個人に加えて団体としては、NPO法人クローバーリーフ(鈴木正夫代表・2004年設立)、日本写真療法家協会(酒井貴子代表・2007年)の他にも、NPO法人日本フォトセラピー協会(なかにしあつこ代表・2006年設立)、NPO法人日本フォトアートセラピー福祉協会(福里良和代表・2006年設立)が設立されました。

 

なお、当協会では写真療法(写真セラピー)の実践や普及とともに学術的な確立を目指し、脳科学、医学、心理学などの専門家らとともに写真療法の効果の測定に関する研究事業に着手し、その研究結果は、日本写真療法家協会主催のフォーラムや各種学会で報告しています(詳細は 研究実績・資料のページを参照のこと)また、第3者に写真セラピーを実施するファシリテーターの育成や指導にも尽力しています。

 

くしくも2011年に起きた東日本大震災を契機に、写真の価値や存在意義が改めて見直されています。それに伴い、写真関連企業や団体も人の心や体に良い影響を与える写真のチカラに注目し、それぞれ独自の活動を模索し始めています。

 

これらの動きから見えてくることは、日本においては、1975年に芸術療法の一手法として写真療法の効果が報告されたものの、その後の学術的な進展はほとんどなく、市場における実践例が積み上がりながらセラピーとしての写真活動をけん引していることです。

 

                                                                                      著・酒井貴子(2012)

 

【参考・引用文献】

(8) 山中康裕:山中康裕著作集6 たましいの顕現 芸術・表現療法②.pp.256-257、岩崎学術出版社、東京、2004.

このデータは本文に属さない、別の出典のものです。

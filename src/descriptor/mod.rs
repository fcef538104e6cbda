// SPDX-License-Identifier: AGPL-3.0-or-later
//! Desired-state descriptor sets
//!
//! A descriptor set is the static list of resource declarations and provider
//! bindings an operator hands to the external reconciliation engine. This
//! module loads and validates sets, orders them by their reference edges and
//! renders them in the engine's JSON input format.

mod engine;
mod graph;
mod loader;
mod model;
mod render;

pub use engine::{Credentials, Engine, EngineAction};
pub use graph::ReferenceGraph;
pub use loader::list_descriptor_files;
pub use model::{
    Declaration, ProviderBinding, Reference, ReferenceTarget, ResourceKind, Value,
    CLOUD_NAMESPACE, CONTAINER_NAMESPACE,
};
pub use render::render;

use std::collections::btree_map::Entry;
use std::collections::{BTreeMap, BTreeSet};

use serde::{Deserialize, Serialize};
use tracing::debug;

use crate::error::{OutpostError, Result};

/// Provider bindings plus resource declarations
#[derive(Debug, Clone, Default, PartialEq, Serialize, Deserialize)]
pub struct DescriptorSet {
    /// Engine providers by namespace
    #[serde(default, rename = "provider")]
    pub providers: Vec<ProviderBinding>,

    /// Declared resources
    #[serde(default, rename = "resource")]
    pub declarations: Vec<Declaration>,
}

impl DescriptorSet {
    /// Append another set's bindings and declarations
    pub fn merge(&mut self, other: DescriptorSet) {
        self.providers.extend(other.providers);
        self.declarations.extend(other.declarations);
    }

    /// Binding serving `namespace`
    pub fn binding_for(&self, namespace: &str) -> Option<&ProviderBinding> {
        self.providers.iter().find(|p| p.namespace == namespace)
    }

    /// Declaration at `address`
    pub fn declaration(&self, address: &str) -> Option<&Declaration> {
        self.declarations.iter().find(|d| d.address() == address)
    }

    /// Check the whole set and return its reference graph
    pub fn validate(&self) -> Result<ReferenceGraph> {
        let mut namespaces = BTreeSet::new();
        for binding in &self.providers {
            if !namespaces.insert(binding.namespace.as_str()) {
                return Err(OutpostError::InvalidConfig {
                    message: format!("Namespace '{}' is bound twice", binding.namespace),
                });
            }
            if binding.settings.values().any(|v| !v.references().is_empty()) {
                return Err(OutpostError::InvalidConfig {
                    message: format!(
                        "Provider '{}' settings cannot contain references",
                        binding.provider
                    ),
                });
            }
        }

        // engine address -> outpost address
        let mut rendered: BTreeMap<String, String> = BTreeMap::new();
        for declaration in &self.declarations {
            let namespace = declaration.kind.namespace();
            let Some(binding) = self.binding_for(namespace) else {
                return Err(OutpostError::UnboundNamespace {
                    namespace: namespace.to_string(),
                    address: declaration.address(),
                });
            };

            let engine_address = format!(
                "{}{}.{}",
                if declaration.data { "data." } else { "" },
                binding.engine_type(&declaration.kind),
                declaration.name
            );
            let address = declaration.address();
            match rendered.entry(engine_address) {
                Entry::Vacant(slot) => {
                    slot.insert(address);
                }
                Entry::Occupied(slot) if *slot.get() != address => {
                    let mut pair = [slot.get().clone(), address];
                    pair.sort();
                    let [first, second] = pair;
                    return Err(OutpostError::EngineAddressClash {
                        engine_address: slot.key().clone(),
                        first,
                        second,
                    });
                }
                // Same address twice is reported by the graph
                Entry::Occupied(_) => {}
            }
        }

        let graph = ReferenceGraph::build(self)?;
        graph.application_order()?;

        debug!(
            providers = self.providers.len(),
            declarations = self.declarations.len(),
            "Descriptor set is valid"
        );
        Ok(graph)
    }

    /// Addresses in the order the engine has to apply them
    pub fn application_order(&self) -> Result<Vec<String>> {
        self.validate()?.application_order()
    }
}

#[cfg(test)]
mod tests {
    use super::*;

    const SET: &str = r#"
        [[provider]]
        namespace = "container"
        provider = "docker"
        source = "kreuzwerker/docker"

        [provider.settings]
        host = "unix:///var/run/docker.sock"

        [[resource]]
        type = "container"
        name = "openvpn"

        [resource.attributes]
        image = { ref = "container_image.openvpn.image_id" }

        [[resource]]
        type = "container_image"
        name = "openvpn"
    "#;

    #[test]
    fn test_validate_ok() {
        let set: DescriptorSet = toml::from_str(SET).unwrap();
        let order = set.application_order().unwrap();
        assert_eq!(order, vec!["container_image.openvpn", "container.openvpn"]);
    }

    #[test]
    fn test_unbound_namespace() {
        let mut set: DescriptorSet = toml::from_str(SET).unwrap();
        set.providers.clear();
        assert!(matches!(
            set.validate(),
            Err(OutpostError::UnboundNamespace { .. })
        ));
    }

    #[test]
    fn test_namespace_bound_twice() {
        let mut set: DescriptorSet = toml::from_str(SET).unwrap();
        let duplicate = set.providers[0].clone();
        set.providers.push(duplicate);
        assert!(set.validate().is_err());
    }

    #[test]
    fn test_reference_in_provider_settings() {
        let mut set: DescriptorSet = toml::from_str(SET).unwrap();
        set.providers[0].settings.insert(
            "host".to_string(),
            Value::Reference(Reference {
                target: "container_image.openvpn.id".to_string(),
            }),
        );
        assert!(set.validate().is_err());
    }

    #[test]
    fn test_lookup_helpers() {
        let set: DescriptorSet = toml::from_str(SET).unwrap();
        assert!(set.binding_for("container").is_some());
        assert!(set.binding_for("cloud").is_none());
        assert!(set.declaration("container.openvpn").is_some());
    }

    const CLASHING: &str = r#"
        [[provider]]
        namespace = "cloud"
        provider = "linode"
        source = "linode/linode"

        [[resource]]
        type = "compute_instance"
        name = "vpn"

        [resource.attributes]
        label = "first"

        [[resource]]
        type = "cloud:linode_instance"
        name = "vpn"

        [resource.attributes]
        label = "second"
    "#;

    #[test]
    fn test_engine_address_clash_rejected() {
        let set: DescriptorSet = toml::from_str(CLASHING).unwrap();
        let mut reversed = set.clone();
        reversed.declarations.reverse();

        for candidate in [set, reversed] {
            match candidate.validate() {
                Err(OutpostError::EngineAddressClash {
                    engine_address,
                    first,
                    second,
                }) => {
                    assert_eq!(engine_address, "linode_instance.vpn");
                    assert_eq!(first, "cloud:linode_instance.vpn");
                    assert_eq!(second, "compute_instance.vpn");
                }
                other => panic!("Expected clash, got {:?}", other),
            }
            assert!(render(&candidate, &Credentials::default()).is_err());
        }
    }

    #[test]
    fn test_type_override_clash_rejected() {
        let mut set: DescriptorSet = toml::from_str(SET).unwrap();
        set.providers[0]
            .types
            .insert("container".to_string(), "docker_image".to_string());
        assert!(matches!(
            set.validate(),
            Err(OutpostError::EngineAddressClash { .. })
        ));
    }

    #[test]
    fn test_resource_and_data_may_share_name() {
        let mut set: DescriptorSet = toml::from_str(SET).unwrap();
        set.providers[0]
            .types
            .insert("container".to_string(), "docker_image".to_string());
        set.declarations[1].data = true;
        assert!(set.validate().is_ok());
    }
}
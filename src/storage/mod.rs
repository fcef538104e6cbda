// SPDX-License-Identifier: AGPL-3.0-or-later
//! Object-storage bucket management
//!
//! A thin client for the provider's object-storage API, plus certificate
//! issuance and rotation built on it. The bucket itself is declared in the
//! descriptor set; this covers what the reconciliation engine cannot express.

mod acme;
mod client;
#[cfg(test)]
mod fake;
mod ssl;

pub use acme::{certificate_request, issue_certificate, load_account, ChallengeHost};
pub use client::{Bucket, ObjectStorage, ObjectStorageClient, ObjectUrlRequest};
pub use ssl::{ensure_bucket, rotate_ssl, SslMaterial};
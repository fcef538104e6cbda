// SPDX-License-Identifier: AGPL-3.0-or-later
//! Reader for the shell-sourced environment file
//!
//! Only the subset a deployment `.env` actually uses is understood:
//! `KEY=VALUE` assignments, an optional `export ` prefix, single or double
//! quoted values and `#` comment lines. Anything else is skipped.

use std::collections::BTreeMap;
use std::path::Path;

use tracing::debug;

use crate::error::{OutpostError, Result};

/// Parsed variables from an environment file
#[derive(Debug, Clone, Default, PartialEq)]
pub struct EnvFile {
    vars: BTreeMap<String, String>,
}

impl EnvFile {
    /// Load and parse an environment file
    ///
    /// An absent file is a [`OutpostError::MissingConfiguration`].
    pub fn load<P: AsRef<Path>>(path: P) -> Result<Self> {
        let path = path.as_ref();

        if !path.is_file() {
            return Err(OutpostError::MissingConfiguration {
                message: format!("environment file {} not found", path.display()),
            });
        }

        let contents = std::fs::read_to_string(path)?;
        let env = Self::parse(&contents);
        debug!(path = %path.display(), vars = env.vars.len(), "Loaded environment file");
        Ok(env)
    }

    /// Parse environment file contents
    pub fn parse(contents: &str) -> Self {
        let mut vars = BTreeMap::new();

        for line in contents.lines() {
            let line = line.trim();
            if line.is_empty() || line.starts_with('#') {
                continue;
            }

            let line = line.strip_prefix("export ").unwrap_or(line).trim_start();

            let Some((key, value)) = line.split_once('=') else {
                continue;
            };

            let key = key.trim();
            if !is_identifier(key) {
                continue;
            }

            vars.insert(key.to_string(), unquote(value.trim()));
        }

        Self { vars }
    }

    /// Look up a variable
    pub fn get(&self, key: &str) -> Option<&str> {
        self.vars.get(key).map(String::as_str)
    }

    /// Look up a variable that must be present and non-empty
    pub fn require(&self, key: &str) -> Result<&str> {
        match self.get(key) {
            Some(value) if !value.is_empty() => Ok(value),
            _ => Err(OutpostError::MissingConfiguration {
                message: format!("{} is not set in the environment file", key),
            }),
        }
    }
}

fn is_identifier(key: &str) -> bool {
    let mut chars = key.chars();
    match chars.next() {
        Some(c) if c.is_ascii_alphabetic() || c == '_' => {}
        _ => return false,
    }
    chars.all(|c| c.is_ascii_alphanumeric() || c == '_')
}

fn unquote(value: &str) -> String {
    for quote in ['"', '\''] {
        if value.len() >= 2 && value.starts_with(quote) && value.ends_with(quote) {
            return value[1..value.len() - 1].to_string();
        }
    }

    // Unquoted values end at an inline comment
    match value.find(" #") {
        Some(idx) => value[..idx].trim_end().to_string(),
        None => value.to_string(),
    }
}
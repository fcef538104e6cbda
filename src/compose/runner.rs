// SPDX-License-Identifier: AGPL-3.0-or-later
//! Command runner trait and the process-spawning implementation

use std::path::PathBuf;
use std::process::Stdio;

use async_trait::async_trait;
use tokio::process::Command;
use tracing::{debug, info};

use crate::error::{OutpostError, Result};

/// How a child process is wired to the terminal
#[derive(Debug, Clone, Copy, PartialEq, Eq)]
pub enum IoMode {
    /// Inherit stdin/stdout/stderr (passphrase prompts reach the operator)
    Interactive,
    /// Capture stdout and stderr
    Capture,
}

/// A fully specified external command
#[derive(Debug, Clone, PartialEq)]
pub struct Invocation {
    /// Program to run
    pub program: String,
    /// Arguments
    pub args: Vec<String>,
    /// Extra environment variables
    pub env: Vec<(String, String)>,
    /// Working directory
    pub cwd: Option<PathBuf>,
    /// Terminal wiring
    pub mode: IoMode,
}

impl Invocation {
    /// Render as a single shell-like line for logs and dry runs
    pub fn display(&self) -> String {
        let mut line = self.program.clone();
        for arg in &self.args {
            line.push(' ');
            line.push_str(arg);
        }
        line
    }
}

/// Result of a finished command
#[derive(Debug, Clone, Default, PartialEq)]
pub struct CommandOutput {
    /// Whether the process exited with status zero
    pub success: bool,
    /// Exit code, if the process was not killed by a signal
    pub code: Option<i32>,
    /// Captured stdout (empty in interactive mode)
    pub stdout: String,
    /// Captured stderr (empty in interactive mode)
    pub stderr: String,
}

impl CommandOutput {
    /// A successful run with the given stdout
    pub fn ok(stdout: impl Into<String>) -> Self {
        Self {
            success: true,
            code: Some(0),
            stdout: stdout.into(),
            stderr: String::new(),
        }
    }

    /// A failed run with the given exit code and stderr
    pub fn failed(code: i32, stderr: impl Into<String>) -> Self {
        Self {
            success: false,
            code: Some(code),
            stdout: String::new(),
            stderr: stderr.into(),
        }
    }

    /// Convert an unsuccessful exit into an error
    pub fn into_result(self, invocation: &Invocation) -> Result<Self> {
        if self.success {
            return Ok(self);
        }

        let status = self
            .code
            .map(|c| format!("exit status {}", c))
            .unwrap_or_else(|| "terminated by signal".to_string());
        let message = if self.stderr.trim().is_empty() {
            status
        } else {
            format!("{}: {}", status, self.stderr.trim())
        };

        Err(OutpostError::CommandFailed {
            command: invocation.display(),
            message,
        })
    }
}

/// Executes [`Invocation`]s
#[async_trait]
pub trait CommandRunner: Send + Sync {
    /// Run a command to completion
    ///
    /// A non-zero exit is reported in [`CommandOutput::success`], not as an
    /// error; `Err` means the process could not be started at all.
    async fn run(&self, invocation: &Invocation) -> Result<CommandOutput>;
}

/// Runner that spawns real processes
pub struct ProcessRunner {
    /// Whether to run in dry-run mode (no actual execution)
    dry_run: bool,
}

impl ProcessRunner {
    /// Create a new runner
    pub fn new(dry_run: bool) -> Self {
        Self { dry_run }
    }
}

#[async_trait]
impl CommandRunner for ProcessRunner {
    async fn run(&self, invocation: &Invocation) -> Result<CommandOutput> {
        info!(command = %invocation.display(), "Executing command");

        if self.dry_run {
            return Ok(CommandOutput::ok(format!(
                "[DRY RUN] Would execute: {}",
                invocation.display()
            )));
        }

        let mut command = Command::new(&invocation.program);
        command.args(&invocation.args);

        if let Some(dir) = &invocation.cwd {
            command.current_dir(dir);
        }

        for (key, value) in &invocation.env {
            command.env(key, value);
        }

        match invocation.mode {
            IoMode::Interactive => {
                command.stdin(Stdio::inherit());
                command.stdout(Stdio::inherit());
                command.stderr(Stdio::inherit());
            }
            IoMode::Capture => {
                command.stdin(Stdio::null());
                command.stdout(Stdio::piped());
                command.stderr(Stdio::piped());
            }
        }

        let child = command.spawn().map_err(|e| OutpostError::CommandFailed {
            command: invocation.display(),
            message: format!("failed to start: {}", e),
        })?;
        let output = child.wait_with_output().await?;

        debug!(
            command = %invocation.program,
            status = ?output.status.code(),
            "Command finished"
        );

        Ok(CommandOutput {
            success: output.status.success(),
            code: output.status.code(),
            stdout: String::from_utf8_lossy(&output.stdout).to_string(),
            stderr: String::from_utf8_lossy(&output.stderr).to_string(),
        })
    }
}

#[cfg(test)]
mod tests {
    use super::*;

    fn capture(program: &str, args: &[&str]) -> Invocation {
        Invocation {
            program: program.to_string(),
            args: args.iter().map(|s| s.to_string()).collect(),
            env: Vec::new(),
            cwd: None,
            mode: IoMode::Capture,
        }
    }

    #[tokio::test]
    async fn test_run_dry_run() {
        let runner = ProcessRunner::new(true);
        let output = runner.run(&capture("false", &[])).await.unwrap();
        assert!(output.success);
        assert!(output.stdout.contains("DRY RUN"));
    }

    #[tokio::test]
    async fn test_run_captures_stdout() {
        let runner = ProcessRunner::new(false);
        let output = runner.run(&capture("echo", &["test output"])).await.unwrap();
        assert!(output.success);
        assert!(output.stdout.contains("test output"));
    }

    #[tokio::test]
    async fn test_run_reports_failure_status() {
        let runner = ProcessRunner::new(false);
        let invocation = capture("false", &[]);
        let output = runner.run(&invocation).await.unwrap();
        assert!(!output.success);
        assert!(output.into_result(&invocation).is_err());
    }

    #[tokio::test]
    async fn test_run_passes_env() {
        let runner = ProcessRunner::new(false);
        let mut invocation = capture("sh", &["-c", "echo $OUTPOST_MARKER"]);
        invocation.env.push(("OUTPOST_MARKER".to_string(), "visible".to_string()));
        let output = runner.run(&invocation).await.unwrap();
        assert_eq!(output.stdout.trim(), "visible");
    }

    #[tokio::test]
    async fn test_run_missing_program() {
        let runner = ProcessRunner::new(false);
        let result = runner
            .run(&capture("outpost-no-such-program", &[]))
            .await;
        assert!(matches!(result, Err(OutpostError::CommandFailed { .. })));
    }

    #[test]
    fn test_failed_output_message() {
        let invocation = capture("docker-compose", &["run"]);
        let err = CommandOutput::failed(2, "boom\n")
            .into_result(&invocation)
            .unwrap_err();
        assert_eq!(
            err.to_string(),
            "Command 'docker-compose run' failed: exit status 2: boom"
        );
    }
}
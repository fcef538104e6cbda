// SPDX-License-Identifier: AGPL-3.0-or-later
//! Error types for Outpost

use thiserror::Error;

/// Result type alias for Outpost operations
pub type Result<T> = std::result::Result<T, OutpostError>;

/// Errors that can occur during Outpost operations
#[derive(Error, Debug)]
pub enum OutpostError {
    /// A required positional argument was missing or empty
    #[error("{usage}")]
    Usage { usage: String },

    /// A required file or variable is absent
    #[error("Missing configuration: {message}")]
    MissingConfiguration { message: String },

    /// Configuration file not found
    #[error("Configuration file not found: {path}")]
    ConfigNotFound { path: String },

    /// Invalid configuration format
    #[error("Invalid configuration: {message}")]
    InvalidConfig { message: String },

    /// External command exited unsuccessfully
    #[error("Command '{command}' failed: {message}")]
    CommandFailed { command: String, message: String },

    /// Descriptor file could not be parsed
    #[error("Failed to parse descriptor '{path}': {message}")]
    DescriptorParse { path: String, message: String },

    /// Two declarations share an address
    #[error("Duplicate declaration: {address}")]
    DuplicateDeclaration { address: String },

    /// Two declarations render to the same engine block
    #[error("{first} and {second} both render as {engine_address}")]
    EngineAddressClash {
        engine_address: String,
        first: String,
        second: String,
    },

    /// A declaration name the engine cannot address
    #[error("Invalid name '{name}' for {kind}: names must match [A-Za-z_][A-Za-z0-9_-]*")]
    InvalidName { kind: String, name: String },

    /// A reference string is not of the form type.name.attribute
    #[error("Malformed reference '{reference}' in {address}")]
    MalformedReference { address: String, reference: String },

    /// A reference points at an address that is not declared
    #[error("{address} references undeclared {target}")]
    DanglingReference { address: String, target: String },

    /// References form a cycle
    #[error("Reference cycle between: {}", members.join(", "))]
    ReferenceCycle { members: Vec<String> },

    /// A declaration's provider namespace has no binding
    #[error("No provider bound for namespace '{namespace}' (needed by {address})")]
    UnboundNamespace { namespace: String, address: String },

    /// Object-storage API request failed
    #[error("Object storage request failed: {0}")]
    Http(#[from] reqwest::Error),

    /// Object-storage bucket lookup failed
    #[error("No matching bucket found: {cluster}/{bucket}")]
    BucketNotFound { cluster: String, bucket: String },

    /// Certificate authority rejected a step
    #[error("ACME {step} failed: {message}")]
    AcmeFailed { step: String, message: String },

    /// ACME protocol error
    #[error("ACME error: {0}")]
    Acme(#[from] instant_acme::Error),

    /// Key or CSR generation failed
    #[error("Certificate generation failed: {0}")]
    CertificateGeneration(#[from] rcgen::Error),

    /// IO error wrapper
    #[error("IO error: {0}")]
    IoError(#[from] std::io::Error),

    /// TOML parsing error
    #[error("TOML parse error: {0}")]
    TomlError(#[from] toml::de::Error),

    /// JSON parsing error
    #[error("JSON error: {0}")]
    JsonError(#[from] serde_json::Error),
}

impl OutpostError {
    /// Whether the message is meant for standard output rather than the log
    pub fn is_usage(&self) -> bool {
        matches!(self, OutpostError::Usage { .. })
    }
}
// SPDX-License-Identifier: AGPL-3.0-or-later
//! Client certificate procedures
//!
//! Each procedure checks its arguments, runs the VPN image's own PKI tooling
//! through the orchestration CLI, then applies its local side effects. A failed
//! command is only fatal in strict mode; otherwise it is logged and the
//! procedure carries on with its remaining steps.

use std::path::{Path, PathBuf};

use tracing::{info, warn};

use super::ledger::{ClientAction, ClientLog, LogEntry};
use crate::compose::{CommandOutput, CommandRunner, Compose, Invocation, IoMode};
use crate::config::Config;
use crate::envfile::EnvFile;
use crate::error::{OutpostError, Result};

pub const CREATE_USAGE: &str = "Usage: outpost create-client <client_name>";
pub const REVOKE_USAGE: &str = "Usage: outpost revoke-client <client_name>";

/// Outcome of one procedure
#[derive(Debug, Default)]
pub struct LifecycleReport {
    /// Command lines in the order they were run
    pub commands: Vec<String>,
    /// How many of them failed
    pub commands_failed: usize,
    /// Client configuration written or removed, if any
    pub artifact: Option<PathBuf>,
    /// Whether a log line was appended
    pub logged: bool,
}

impl LifecycleReport {
    pub fn success(&self) -> bool {
        self.commands_failed == 0
    }
}

/// Runs the PKI procedures against a [`CommandRunner`]
pub struct CertManager<'a> {
    runner: &'a dyn CommandRunner,
    compose: Compose,
    env_file: PathBuf,
    conf_dir: PathBuf,
    log: ClientLog,
    nopass: bool,
    strict: bool,
    dry_run: bool,
}

impl<'a> CertManager<'a> {
    pub fn new(config: &Config, runner: &'a dyn CommandRunner) -> Self {
        Self {
            runner,
            compose: Compose::from_config(&config.compose),
            env_file: config.compose.env_file.clone(),
            conf_dir: config.clients.conf_dir.clone(),
            log: ClientLog::new(&config.clients.log_file),
            nopass: config.clients.nopass,
            strict: config.strict,
            dry_run: false,
        }
    }

    /// Skip local side effects (file writes, removals, log lines)
    pub fn dry_run(mut self, dry_run: bool) -> Self {
        self.dry_run = dry_run;
        self
    }

    /// Stop at the first failed command
    pub fn strict(mut self, strict: bool) -> Self {
        self.strict = strict;
        self
    }

    /// Path of a client's exported configuration
    pub fn client_conf_path(&self, name: &str) -> PathBuf {
        self.conf_dir.join(format!("{}.ovpn", name))
    }

    /// Generate the server configuration and initialise the PKI
    pub async fn init_pki(&self) -> Result<LifecycleReport> {
        let env = EnvFile::load(&self.env_file)?;
        let proto = env.require("PROTO")?;
        let hostname = env.require("HOSTNAME")?;
        let url = format!("{}://{}", proto, hostname);

        info!(url = %url, "Initialising PKI");
        let mut report = LifecycleReport::default();

        let genconfig = self
            .compose
            .run(&["ovpn_genconfig", "-u", url.as_str()], IoMode::Interactive);
        self.step(&genconfig, &mut report).await?;

        let initpki = self.compose.run(&["ovpn_initpki"], IoMode::Interactive);
        self.step(&initpki, &mut report).await?;

        Ok(report)
    }

    /// Issue a client certificate and export its configuration
    pub async fn create_client(&self, name: Option<&str>) -> Result<LifecycleReport> {
        let name = client_name(name, CREATE_USAGE)?;
        info!(client = %name, "Creating client");
        let mut report = LifecycleReport::default();

        let mut build = vec!["easyrsa", "build-client-full", name];
        if self.nopass {
            build.push("nopass");
        }
        let build = self.compose.run(&build, IoMode::Interactive);
        self.step(&build, &mut report).await?;

        let export = self.compose.run(&["ovpn_getclient", name], IoMode::Capture);
        let output = self.step(&export, &mut report).await?;

        if self.dry_run {
            return Ok(report);
        }

        if output.success {
            let path = self.client_conf_path(name);
            write_client_conf(&path, &output.stdout)?;
            info!(path = %path.display(), "Wrote client configuration");
            report.artifact = Some(path);
        } else {
            warn!(client = %name, "No client configuration exported");
        }

        self.log.append(&LogEntry::now(ClientAction::Created, name))?;
        report.logged = true;
        Ok(report)
    }

    /// Revoke a client certificate and drop its exported configuration
    pub async fn revoke_client(&self, name: Option<&str>) -> Result<LifecycleReport> {
        let name = client_name(name, REVOKE_USAGE)?;
        info!(client = %name, "Revoking client");
        let mut report = LifecycleReport::default();

        let revoke = self
            .compose
            .run(&["ovpn_revokeclient", name, "remove"], IoMode::Interactive);
        self.step(&revoke, &mut report).await?;

        if self.dry_run {
            return Ok(report);
        }

        let path = self.client_conf_path(name);
        match std::fs::remove_file(&path) {
            Ok(()) => {
                info!(path = %path.display(), "Removed client configuration");
                report.artifact = Some(path);
            }
            Err(e) if e.kind() == std::io::ErrorKind::NotFound => {}
            Err(e) => return Err(e.into()),
        }

        self.log.append(&LogEntry::now(ClientAction::Revoked, name))?;
        report.logged = true;
        Ok(report)
    }

    /// Run one command, applying the strict/lenient failure policy
    async fn step(&self, invocation: &Invocation, report: &mut LifecycleReport) -> Result<CommandOutput> {
        report.commands.push(invocation.display());

        let output = match self.runner.run(invocation).await {
            Ok(output) => output,
            Err(e) if !self.strict => CommandOutput {
                success: false,
                code: None,
                stdout: String::new(),
                stderr: e.to_string(),
            },
            Err(e) => return Err(e),
        };

        if output.success {
            return Ok(output);
        }

        report.commands_failed += 1;
        if self.strict {
            return output.into_result(invocation);
        }

        warn!(
            command = %invocation.display(),
            code = ?output.code,
            "Command failed; continuing"
        );
        Ok(output)
    }
}

fn client_name<'n>(name: Option<&'n str>, usage: &str) -> Result<&'n str> {
    match name.map(str::trim) {
        Some(name) if !name.is_empty() && !name.contains(['/', '\\']) => Ok(name),
        _ => Err(OutpostError::Usage {
            usage: usage.to_string(),
        }),
    }
}

fn write_client_conf(path: &Path, contents: &str) -> Result<()> {
    if let Some(parent) = path.parent() {
        if !parent.as_os_str().is_empty() {
            std::fs::create_dir_all(parent)?;
        }
    }
    std::fs::write(path, contents)?;
    Ok(())
}
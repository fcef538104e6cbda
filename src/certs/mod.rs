// SPDX-License-Identifier: AGPL-3.0-or-later
//! Client certificate lifecycle
//!
//! Initialising the PKI, issuing and revoking client certificates through
//! the VPN container image, plus the append-only log of client actions.

mod ledger;
mod lifecycle;

pub use ledger::{ClientAction, ClientLog, LogEntry, TIMESTAMP_FORMAT};
pub use lifecycle::{CertManager, LifecycleReport, CREATE_USAGE, REVOKE_USAGE};
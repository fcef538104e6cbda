// SPDX-License-Identifier: AGPL-3.0-or-later
//! Outpost: operator tooling for a self-hosted VPN deployment
//!
//! # Features
//!
//! * **Descriptor sets:** typed resource declarations with reference edges,
//!   validated and rendered for the external reconciliation engine
//! * **Client certificates:** PKI initialisation, issuing and revoking clients
//!   through the VPN container image, with an append-only action log
//! * **Bucket certificates:** issuing a certificate for the object-storage
//!   bucket over ACME http-01, or rotating one supplied as PEM files

pub mod certs;
pub mod compose;
pub mod config;
pub mod descriptor;
pub mod envfile;
pub mod error;
pub mod storage;

pub use config::Config;
pub use error::{OutpostError, Result};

(9) 山中康裕:少年期の心 精神療法を通してみた影.中央公論新社、東京、1978.

(10) 高橋洋:フォトセラピーに注目 心の抑圧解消 被災者ケアに期待も.朝日新聞大阪版(夕刊)、1面、1996年6月1日.

(11) 畑祥雄:期待できるフォトセラピー 潮流‘96. 毎日新聞(朝刊)、13面、1996年5月11日.

(12) 秋元貴美子:写真療法の可能性.日本写真芸術学会誌、6-1: pp.43-54, 1997.

(13) 大石光雄:心身医学における写真療法の可能性.心身医学、38:p.79、1998.

(14)石原眞澄:9日間で自分が変わるフォトセラピー.リヨン社、東京、2004.

(15) なかにしあつこ:本当の自分を見つけるフォトセラピー.出版文化社、東京2004.

(16) 野村訓:レンズの向こうに自分が見える.岩波書店、東京、2004.

(17) 佐藤富雄:撮るだけで心と身体が若返る.KKベストセラーズ、東京,2004.

(18) 大橋牧子:自分の焦点はどこ?フォトアートセラピー.BABジャパン、東京,2009.

(19) 酒井貴子:生きる力を取りもどす写真セラピー.メディアファクトリー、東京、2011.